Event-B is a well known methodology for the verified design and development of systems that can be characterised as discrete transition systems. Hybrid Event-B is a conservative extension that interleaves the discrete transitions of Event-B (assumed to be temporally isolated) with episodes of continuously varying state change. While a single Hybrid Event-B machine is sufficient for applications with a single locus of control, it will not do for autonomous systems, which have several loci of control by default. Multi-machine Hybrid Event-B is designed to allow the specification of systems with several loci of control. The formalism is succinctly surveyed, pointing out the subtle semantic issues involved. The multi-machine formalism is then used to specify a relatively simple incident response system, involving a controller, two drones and three responders, working in a partly coordinated and partly independent fashion to manage a putative hazardous scenario.

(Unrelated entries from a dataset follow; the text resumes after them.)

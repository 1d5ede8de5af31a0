//! Object-storage uploads for event and market icons

use pm_core::{Error, Result, StorageConfig};
use reqwest::Client;
use std::time::Duration;
use tracing::{debug, instrument};

/// Client for the object-storage upload API. Uploads overwrite on conflict
/// (`x-upsert`), so re-processing a condition re-writes the same icon path.
pub struct StorageClient {
    client: Client,
    base_url: String,
    service_key: String,
    bucket: String,
}

impl StorageClient {
    /// Create a new storage client from config
    pub fn new(config: &StorageConfig, timeout: Duration) -> Result<Self> {
        let client = Client::builder()
            .timeout(timeout)
            .user_agent("pm-client/0.1.0")
            .build()
            .map_err(|e| Error::Http(format!("Failed to create HTTP client: {}", e)))?;

        Ok(Self {
            client,
            base_url: config.base_url.trim_end_matches('/').to_string(),
            service_key: config.service_key.clone(),
            bucket: config.bucket.clone(),
        })
    }

    /// Upload a binary object at `path` and return its public URL
    #[instrument(skip(self, bytes), fields(bytes = bytes.len()))]
    pub async fn upload(&self, path: &str, content_type: &str, bytes: Vec<u8>) -> Result<String> {
        let url = format!("{}/storage/v1/object/{}/{}", self.base_url, self.bucket, path);
        debug!("Uploading object to {}", url);

        let response = self
            .client
            .post(&url)
            .bearer_auth(&self.service_key)
            .header("content-type", content_type)
            .header("x-upsert", "true")
            .body(bytes)
            .send()
            .await
            .map_err(|e| Error::Http(format!("Storage upload failed: {}", e)))?;

        let status = response.status();
        if !status.is_success() {
            return Err(Error::Http(format!(
                "Storage upload returned HTTP {} for {}",
                status, path
            )));
        }

        Ok(self.public_url(path))
    }

    /// Public URL for an object path in this bucket
    pub fn public_url(&self, path: &str) -> String {
        format!(
            "{}/storage/v1/object/public/{}/{}",
            self.base_url, self.bucket, path
        )
    }
}
//! Metadata document validation
//!
//! Metadata documents are produced off-chain by market creators and are not
//! schema-enforced. Required fields (`name`, `slug`) hard-fail; optional
//! structure gets best-effort recovery: a missing event descriptor is
//! synthesized from the market's own name/slug, and a missing outcomes array
//! defaults to a binary Yes/No pair. Everything else in the document is
//! preserved verbatim in the flattened `extra` map.

use serde::{Deserialize, Serialize};
use serde_json::Value;

use crate::error::{SyncError, SyncResult};

/// Validated view over a condition's metadata document
#[derive(Debug, Clone, Deserialize, Serialize)]
pub struct MarketMetadata {
  pub name: String,
  pub slug: String,
  #[serde(default, rename = "shortTitle", skip_serializing_if = "Option::is_none")]
  pub short_title: Option<String>,
  /// Content hash of the market icon
  #[serde(default, skip_serializing_if = "Option::is_none")]
  pub icon: Option<String>,
  #[serde(default, skip_serializing_if = "Option::is_none")]
  pub event: Option<EventDescriptor>,
  #[serde(default, skip_serializing_if = "Vec::is_empty")]
  pub outcomes: Vec<OutcomeDescriptor>,
  /// Raw tag entries; non-string entries are skipped at write time
  #[serde(default, skip_serializing_if = "Vec::is_empty")]
  pub tags: Vec<Value>,
  #[serde(flatten)]
  pub extra: serde_json::Map<String, Value>,
}

#[derive(Debug, Clone, Deserialize, Serialize)]
pub struct EventDescriptor {
  pub slug: String,
  pub title: String,
  #[serde(default, skip_serializing_if = "Option::is_none")]
  pub icon: Option<String>,
  #[serde(default = "default_true", rename = "showMarketIcons")]
  pub show_market_icons: bool,
  #[serde(default, skip_serializing_if = "Option::is_none")]
  pub rules: Option<String>,
}

#[derive(Debug, Clone, Deserialize, Serialize)]
pub struct OutcomeDescriptor {
  pub outcome: String,
  #[serde(default, rename = "tokenId", skip_serializing_if = "Option::is_none")]
  pub token_id: Option<String>,
  #[serde(default, skip_serializing_if = "Option::is_none")]
  pub price: Option<f64>,
}

fn default_true() -> bool {
  true
}

impl MarketMetadata {
  /// Validate a raw gateway document. Fails when required fields are absent
  /// or malformed, naming the condition the document belongs to.
  pub fn from_value(document: &Value, condition_id: &str) -> SyncResult<Self> {
    serde_json::from_value(document.clone()).map_err(|e| {
      SyncError::MetadataError(format!("Invalid metadata for condition {}: {}", condition_id, e))
    })
  }

  /// The event this market belongs to, synthesizing a single-market event
  /// from the market's own name/slug when the document has none.
  pub fn event_or_default(&self) -> EventDescriptor {
    self.event.clone().unwrap_or_else(|| EventDescriptor {
      slug: self.slug.clone(),
      title: self.name.clone(),
      icon: None,
      show_market_icons: true,
      rules: None,
    })
  }

  /// Declared outcomes, or the default binary pair when the document omits
  /// them.
  pub fn outcomes_or_default(&self) -> Vec<OutcomeDescriptor> {
    if !self.outcomes.is_empty() {
      return self.outcomes.clone();
    }
    ["Yes", "No"]
      .iter()
      .map(|o| OutcomeDescriptor { outcome: o.to_string(), token_id: None, price: None })
      .collect()
  }
}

翻译：Event-B是一种广为人知的方法论，用于可表征为离散转移系统的验证设计与开发。混合Event-B是其保守扩展，它将Event-B的离散转移（假定在时间上相互隔离）与连续变化的状态演化阶段交错组合。虽然单个混合Event-B机足以应对具有单一控制焦点的应用场景，但对于默认具有多个控制焦点的自主系统则不再适用。多机混合Event-B旨在支持具有多个控制焦点的系统规约。本文简要梳理了该形式化体系，并指出其中涉及的微妙语义问题。随后运用多机形式化方法对相对简单的事件响应系统进行规约，该系统包含一个控制器、两架无人机和三个响应单元，通过部分协同、部分独立的方式运作，以应对预设的危险场景。